Positioning fairground rides, impenetrable beer tents and three stages within hills overlooked by cows and Falmer stadium, Shakedown’s final escapade in Stanmer Park – the festival will move to a new, as-yet-unnamed location next year – took the joy of midday raving to the countryside.

If there were two core genres attracting the disarmingly young crowd to this field, they might well have been drum and bass and grime. Local heroes Krafty Kuts and A Skillz laid on a boisterous blend of beats and bleeps in the Supercharged Arena, named after the ever-popular breaks night they are fixtures at.

Their stint resembled easy listening once a four-act takeover by RAM Records – owned by DJ overlord Andy C, who pitched in – was in full swing, including a winningly thunderous session from Wilkinson.

“This is the place where the energy is,” announced a voice which may or may not have been Zane Lowe’s, introducing the Radio 1 enthusiasm machine to the vast, throbbing tent. Lowe has played at all three editions of the festival since 2011 and his heavy, all-killer set made him one of the best performers of the day again.

Outbreaks of aggression punctuated a general atmosphere of cheery chaos around the site, most shape-throwers gamely attempting to plan their schedules without paying for the privilege of printed lanyards revealing the line-up times.

In the Audio Arena, Toddla T entered to footage of Jarvis Cocker hypothesising the need for music with heart. The 1990s theme continued when Shola Ama, the R&B singer with whom the DJ made his 2011 single Take It Back, slalomed into view for a rendition of You Might Need Somebody.

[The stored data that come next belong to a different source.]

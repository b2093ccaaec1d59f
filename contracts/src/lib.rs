//! # Vaultline Contracts
//!
//! Stateful vault logic built on the pure math in `vaultline-protocol`:
//!
//! - **Fee Governance** - the four active fee rates, the fee collector, and
//!   timelocked proposals that must wait out `FEE_UPDATE_DELAY` before they
//!   can be enforced.
//! - **Vault** - deposit, mint, withdraw and redeem with entry, exit,
//!   management and performance fees, matching previews, and one atomic
//!   ledger commit per operation.
//!
//! ## Design Principles
//!
//! 1. All monetary operations check for overflow. Wrapping arithmetic and
//!    money do not mix.
//! 2. State transitions are explicit: enum variants, not sentinel values.
//! 3. Governance gates every privileged operation.
//! 4. An operation either commits completely or leaves no trace, events
//!    included.

pub mod fee_governance;
pub mod vault;

pub use fee_governance::{FeeParameterStore, GovernanceError, PendingFeeUpdate};
pub use vault::{OperationQuote, PerformanceState, Vault, VaultError};
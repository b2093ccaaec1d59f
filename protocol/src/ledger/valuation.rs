//! # Valuation Providers
//!
//! The engine treats assets under management as opaque: it hands the
//! provider the vault's idle balance and gets back a total. Two providers
//! ship with the crate. Anything more elaborate (external positions, price
//! feeds) plugs in behind the same trait.

use serde::{Deserialize, Serialize};

use crate::math::MathError;

/// Source of the vault's total assets under management.
pub trait ValuationProvider {
    /// Total assets backing the share supply, given the assets sitting idle
    /// in vault custody.
    fn total_assets(&self, idle_assets: u64) -> Result<u64, MathError>;
}

/// Assets under management are exactly the idle balance.
#[derive(Debug, Clone, Copy, PartialEq, Eq, Default, Serialize, Deserialize)]
pub struct IdleBalance;

impl ValuationProvider for IdleBalance {
    fn total_assets(&self, idle_assets: u64) -> Result<u64, MathError> {
        Ok(idle_assets)
    }
}

/// Idle balance plus an externally reported amount (deployed capital,
/// strategy positions). The reported figure is updated by whoever operates
/// the strategy and can go down as well as up.
#[derive(Debug, Clone, Copy, PartialEq, Eq, Default, Serialize, Deserialize)]
pub struct ReportedValuation {
    external_assets: u64,
}

impl ReportedValuation {
    /// Creates a provider with an initial external position value.
    pub fn new(external_assets: u64) -> Self {
        Self { external_assets }
    }

    /// Current reported value of assets held outside the vault.
    pub fn external_assets(&self) -> u64 {
        self.external_assets
    }

    /// Replaces the reported value.
    pub fn report(&mut self, external_assets: u64) {
        tracing::debug!(
            previous = self.external_assets,
            reported = external_assets,
            "external valuation reported"
        );
        self.external_assets = external_assets;
    }
}

impl ValuationProvider for ReportedValuation {
    fn total_assets(&self, idle_assets: u64) -> Result<u64, MathError> {
        idle_assets
            .checked_add(self.external_assets)
            .ok_or(MathError::Overflow("reported_valuation"))
    }
}

#[cfg(test)]
mod tests {
    use super::*;

    #[test]
    fn idle_balance_is_identity() {
        assert_eq!(IdleBalance.total_assets(1_234).unwrap(), 1_234);
    }

    #[test]
    fn reported_valuation_adds_external_value() {
        let mut valuation = ReportedValuation::new(500);
        assert_eq!(valuation.total_assets(1_000).unwrap(), 1_500);

        valuation.report(200);
        assert_eq!(valuation.external_assets(), 200);
        assert_eq!(valuation.total_assets(1_000).unwrap(), 1_200);
    }

    #[test]
    fn reported_valuation_overflow() {
        let valuation = ReportedValuation::new(u64::MAX);
        assert!(valuation.total_assets(1).is_err());
    }
}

A 1996 cover of Randy Crawford’s soul number from 1981, its reception suggested a crowd too cherubic to be familiar with Ama’s work. But the thumping A-Trak remix of the Yeah Yeah Yeahs’ Heads Will Roll was greeted rapturously, setting the scene for Annie Mac to take the spotlight from her boyfriend.

For crowd pleasers, the Main Stage trod a chart-dwelling path. DJ Fresh ploughed briskly through brash, feel-good anthems, and Maverick Sabre’s Bob Marley impressions sailed perilously close to naffness.

Rizzle Kicks closed the show as headliners and it would take a frozen heart to dismiss the duo’s constant frivolity. Jordan Stephens’ freestyle rapping, though, proved only a brief diversion during a set in which powerpuff clowning was the order of the night.